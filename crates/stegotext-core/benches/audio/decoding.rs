use criterion::{criterion_group, criterion_main, Criterion};
use stegotext_core::{AudioParams, Carrier, CodecOptions, PcmBuffer};

fn carrier_audio() -> PcmBuffer {
    let frame_count = 44100;
    PcmBuffer::new(
        AudioParams {
            channels: 2,
            sample_width: 2,
            frame_rate: 44100,
            frame_count,
        },
        (0..frame_count as usize * 4).map(|i| (i % 256) as u8).collect(),
    )
    .expect("Cannot create audio carrier")
}

pub fn audio_decoding(c: &mut Criterion) {
    c.bench_function("Audio Decoding", |b| {
        let mut audio = carrier_audio();
        audio
            .hide_text("Hello World!", &CodecOptions::default())
            .expect("Cannot hide secret message");

        b.iter(|| audio.unveil().expect("Failed to unveil"))
    });
}

criterion_group!(benches, audio_decoding);
criterion_main!(benches);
########
» **Exercise requirements**
Please find the lines in the data that contain the word "CodecOptions" and copy them.

» **The completed task**
use stegotext_core::{AudioParams, Carrier, CodecOptions, PcmBuffer};
            .hide_text("Hello World!", &CodecOptions::default())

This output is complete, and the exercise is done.